Photovoltage transients at fullerene-metal interfaces

Abstract

Photovoltage (PV) transients are studied in C60–Pb and C60–Au thin films. The morphology of the C60 layers is characterized by x-ray diffraction and atomic force microscopy, which evidence the formation of a nanocrystalline C60 layer on polycrystalline Pb and Au underlayers. In contrast to Au substrate, Pb crystallites with a (111) texture are predominantly formed. The signs of the PV signals developed at the C60–Pb and C60–Au interfaces are found to be opposite due to very different workfunction values of the two metals. The evolution of the PV rise and decay curves with increasing light illumination intensity is completely different at the C60–Pb and C60–Au interfaces.

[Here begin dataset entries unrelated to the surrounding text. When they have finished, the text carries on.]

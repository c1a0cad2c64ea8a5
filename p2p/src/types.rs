// Copyright 2023 The Arbor Developers
//
// Licensed under the Apache License, Version 2.0 (the "License");
// you may not use this file except in compliance with the License.
// You may obtain a copy of the License at
//
//     http://www.apache.org/licenses/LICENSE-2.0
//
// Unless required by applicable law or agreed to in writing, software
// distributed under the License is distributed on an "AS IS" BASIS,
// WITHOUT WARRANTIES OR CONDITIONS OF ANY KIND, either express or implied.
// See the License for the specific language governing permissions and
// limitations under the License.

//! Base types for the peer-to-peer layer.

use std::fmt;

/// Identity of a peer, derived from its transport certificate.
#[derive(Copy, Clone, PartialEq, PartialOrd, Eq, Ord, Hash, Serialize, Deserialize)]
pub struct PeerId(pub [u8; 32]);

impl fmt::Display for PeerId {
	fn fmt(&self, f: &mut fmt::Formatter) -> fmt::Result {
		for i in self.0[..8].iter().cloned() {
			write!(f, "{:02x}", i)?;
		}
		Ok(())
	}
}

impl fmt::Debug for PeerId {
	fn fmt(&self, f: &mut fmt::Formatter) -> fmt::Result {
		fmt::Display::fmt(self, f)
	}
}

/// The class a connected peer belongs to; broadcasts are fanned out per
/// class.
#[derive(Copy, Clone, PartialEq, Eq, Debug, Serialize, Deserialize)]
pub enum NodeType {
	/// Another full node.
	FullNode,
	/// A wallet following the chain through us.
	Wallet,
	/// A timelord running VDFs for us.
	Timelord,
	/// A farmer looking for signage points.
	Farmer,
}

bitflags! {
	/// Options for what type of interaction a peer supports
	#[derive(Serialize, Deserialize)]
	pub struct Capabilities: u32 {
		/// We don't know (yet) what the peer can do.
		const UNKNOWN = 0b0000_0000;
		/// Can provide full history of sub-blocks.
		const FULL_HIST = 0b0000_0001;
		/// Can provide recent sub-blocks and weight proofs.
		const FAST_SYNC_NODE = 0b0000_0010;
		/// Can relay unfinished blocks and signage points.
		const UNFINISHED_RELAY = 0b0000_0100;
		/// All capabilities of a full node.
		const FULL_NODE = Capabilities::FULL_HIST.bits
			| Capabilities::FAST_SYNC_NODE.bits
			| Capabilities::UNFINISHED_RELAY.bits;
	}
}

/// Errors on the peer-to-peer surface.
#[derive(Clone, PartialEq, Eq, Debug)]
pub enum Error {
	/// The request did not complete within its deadline.
	Timeout,
	/// The connection is gone.
	ConnectionClosed,
	/// The peer answered with a reject.
	Rejected,
	/// The peer answered with something of the wrong shape or content.
	PeerLied(String),
	/// Failure while handing a message to the transport.
	Send(String),
	/// Anything else.
	Internal(String),
}

impl fmt::Display for Error {
	fn fmt(&self, f: &mut fmt::Formatter) -> fmt::Result {
		match self {
			Error::Timeout => write!(f, "peer request timed out"),
			Error::ConnectionClosed => write!(f, "connection closed"),
			Error::Rejected => write!(f, "peer rejected the request"),
			Error::PeerLied(s) => write!(f, "peer lied: {}", s),
			Error::Send(s) => write!(f, "send failed: {}", s),
			Error::Internal(s) => write!(f, "p2p error: {}", s),
		}
	}
}

/// Configuration for the peer-to-peer layer, fed by the node config.
#[derive(Clone, Debug, Serialize, Deserialize)]
pub struct P2PConfig {
	/// Total number of peers to aim for.
	pub target_peer_count: usize,
	/// How many of those we dial ourselves.
	pub target_outbound_peer_count: usize,
	/// Path to the persisted peer table.
	pub peer_db_path: String,
	/// Introducer used for initial discovery.
	pub introducer_peer: Option<String>,
	/// Seconds between connection attempts of the discovery loop.
	pub peer_connect_interval: u64,
}

impl Default for P2PConfig {
	fn default() -> P2PConfig {
		P2PConfig {
			target_peer_count: 60,
			target_outbound_peer_count: 8,
			peer_db_path: "db/peers.dat".to_owned(),
			introducer_peer: None,
			peer_connect_interval: 500,
		}
	}
}
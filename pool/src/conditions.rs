// Copyright 2023 The Arbor Developers
//
// Licensed under the Apache License, Version 2.0 (the "License");
// you may not use this file except in compliance with the License.
// You may obtain a copy of the License at
//
//     http://www.apache.org/licenses/LICENSE-2.0
//
// Unless required by applicable law or agreed to in writing, software
// distributed under the License is distributed on an "AS IS" BASIS,
// WITHOUT WARRANTIES OR CONDITIONS OF ANY KIND, either express or implied.
// See the License for the specific language governing permissions and
// limitations under the License.

//! Condition checking for pool admission. The opcode set is closed: every
//! variant is matched exhaustively and anything the enum does not name is
//! refused as an invalid condition rather than ignored.

use std::collections::HashSet;

use arbor_core::core::{CoinRecord, Hash};

use crate::types::{Condition, Npc, PoolError};

/// The closed set of condition opcodes the pool understands.
#[derive(Copy, Clone, PartialEq, Eq, Debug)]
pub enum ConditionOpcode {
	/// Require an aggregated signature over the announced message.
	AggSig = 49,
	/// Create a new coin.
	CreateCoin = 51,
	/// Require another coin to be consumed in the same bundle.
	AssertCoinConsumed = 52,
	/// Require the spent coin to have the announced id.
	AssertMyCoinId = 53,
	/// Require wall-clock time to have passed the announced millis.
	AssertTimeExceeds = 54,
	/// Require the chain to have passed the announced height.
	AssertBlockIndexExceeds = 55,
	/// Require the spent coin to have the announced age.
	AssertBlockAgeExceeds = 56,
	/// Reserve a fee.
	AssertFee = 57,
}

impl ConditionOpcode {
	/// Map a raw opcode onto the closed set.
	pub fn from_u16(raw: u16) -> Result<ConditionOpcode, PoolError> {
		match raw {
			49 => Ok(ConditionOpcode::AggSig),
			51 => Ok(ConditionOpcode::CreateCoin),
			52 => Ok(ConditionOpcode::AssertCoinConsumed),
			53 => Ok(ConditionOpcode::AssertMyCoinId),
			54 => Ok(ConditionOpcode::AssertTimeExceeds),
			55 => Ok(ConditionOpcode::AssertBlockIndexExceeds),
			56 => Ok(ConditionOpcode::AssertBlockAgeExceeds),
			57 => Ok(ConditionOpcode::AssertFee),
			_ => Err(PoolError::InvalidCondition(raw)),
		}
	}
}

// big-endian integer atom, at most eight bytes
fn int_from_bytes(var: &[u8]) -> Result<u64, PoolError> {
	if var.len() > 8 {
		return Err(PoolError::InvalidCondition(0));
	}
	let mut value: u64 = 0;
	for b in var {
		value = (value << 8) | *b as u64;
	}
	Ok(value)
}

fn first_var(condition: &Condition) -> Result<&Vec<u8>, PoolError> {
	condition
		.vars
		.first()
		.ok_or_else(|| PoolError::InvalidCondition(condition.opcode))
}

// Checks coin consumed conditions: the named coin must be removed by the
// same bundle.
fn assert_coin_consumed(
	condition: &Condition,
	bundle_removals: &HashSet<Hash>,
) -> Result<(), PoolError> {
	let var = first_var(condition)?;
	if var.len() != 32 {
		return Err(PoolError::InvalidCondition(condition.opcode));
	}
	let coin_name = Hash::from_vec(var.clone());
	if !bundle_removals.contains(&coin_name) {
		return Err(PoolError::AssertionFailed(format!(
			"coin {} not consumed by this bundle",
			coin_name
		)));
	}
	Ok(())
}

// Checks if the coin id matches the id from the condition.
fn assert_my_coin_id(condition: &Condition, unspent: &CoinRecord) -> Result<(), PoolError> {
	let var = first_var(condition)?;
	if var.len() != 32 || unspent.coin.name() != Hash::from_vec(var.clone()) {
		return Err(PoolError::AssertionFailed("coin id mismatch".to_owned()));
	}
	Ok(())
}

// Checks if the next block index exceeds the block index from the
// condition. + 1 because the soonest the spend can land is the next block.
fn assert_block_index_exceeds(condition: &Condition, peak_height: u32) -> Result<(), PoolError> {
	let expected = int_from_bytes(first_var(condition)?)?;
	if (peak_height as u64 + 1) <= expected {
		return Err(PoolError::AssertionFailed(format!(
			"chain below index {}",
			expected
		)));
	}
	Ok(())
}

// Checks if the coin age exceeds the age from the condition.
fn assert_block_age_exceeds(
	condition: &Condition,
	unspent: &CoinRecord,
	peak_height: u32,
) -> Result<(), PoolError> {
	let expected_age = int_from_bytes(first_var(condition)?)?;
	let expected_index = expected_age + unspent.confirmed_sub_height as u64;
	if (peak_height as u64 + 1) <= expected_index {
		return Err(PoolError::AssertionFailed(format!(
			"coin younger than {}",
			expected_age
		)));
	}
	Ok(())
}

// Checks if the current time in millis exceeds the time from the condition.
fn assert_time_exceeds(condition: &Condition, now_millis: u64) -> Result<(), PoolError> {
	let expected = int_from_bytes(first_var(condition)?)?;
	if now_millis <= expected {
		return Err(PoolError::AssertionFailed(format!(
			"time below {}",
			expected
		)));
	}
	Ok(())
}

/// Check all conditions of one spend against current state. Opcodes without
/// a mempool-side assertion (signatures, coin creation, fees) pass here and
/// are enforced at block validation instead.
pub fn check_conditions(
	npc: &Npc,
	unspent: &CoinRecord,
	bundle_removals: &HashSet<Hash>,
	peak_height: u32,
	now_millis: u64,
) -> Result<(), PoolError> {
	for condition in &npc.conditions {
		match ConditionOpcode::from_u16(condition.opcode)? {
			ConditionOpcode::AssertCoinConsumed => {
				assert_coin_consumed(condition, bundle_removals)?
			}
			ConditionOpcode::AssertMyCoinId => assert_my_coin_id(condition, unspent)?,
			ConditionOpcode::AssertBlockIndexExceeds => {
				assert_block_index_exceeds(condition, peak_height)?
			}
			ConditionOpcode::AssertBlockAgeExceeds => {
				assert_block_age_exceeds(condition, unspent, peak_height)?
			}
			ConditionOpcode::AssertTimeExceeds => assert_time_exceeds(condition, now_millis)?,
			ConditionOpcode::AggSig
			| ConditionOpcode::CreateCoin
			| ConditionOpcode::AssertFee => {}
		}
	}
	Ok(())
}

The rise for the C60–Pb interface speeds up considerably with the increase in intensity, which is markedly different from the behavior at C60–Au, which exhibits nearly unchanged curve shapes. The PV decay time for C60–Au is also only weakly affected by varying light intensity. In contrast, increasing the illumination intensity causes the decay curves for C60–Pb to become multiexponential profiles, developing fast initial decays. The results are discussed in terms of different charge redistribution properties of C60 molecules adsorbed on Pb(111) and Au interfaces. The observed transformation of the PV decay curves is explained by the presence of interface states and a subsequent interplay of the charge redistribution properties of C60 molecules adsorbed on Pb(111). The results can be applied to sandwich structures containing organic-metal interfaces to account correctly for the interfacial charge transfer dynamics.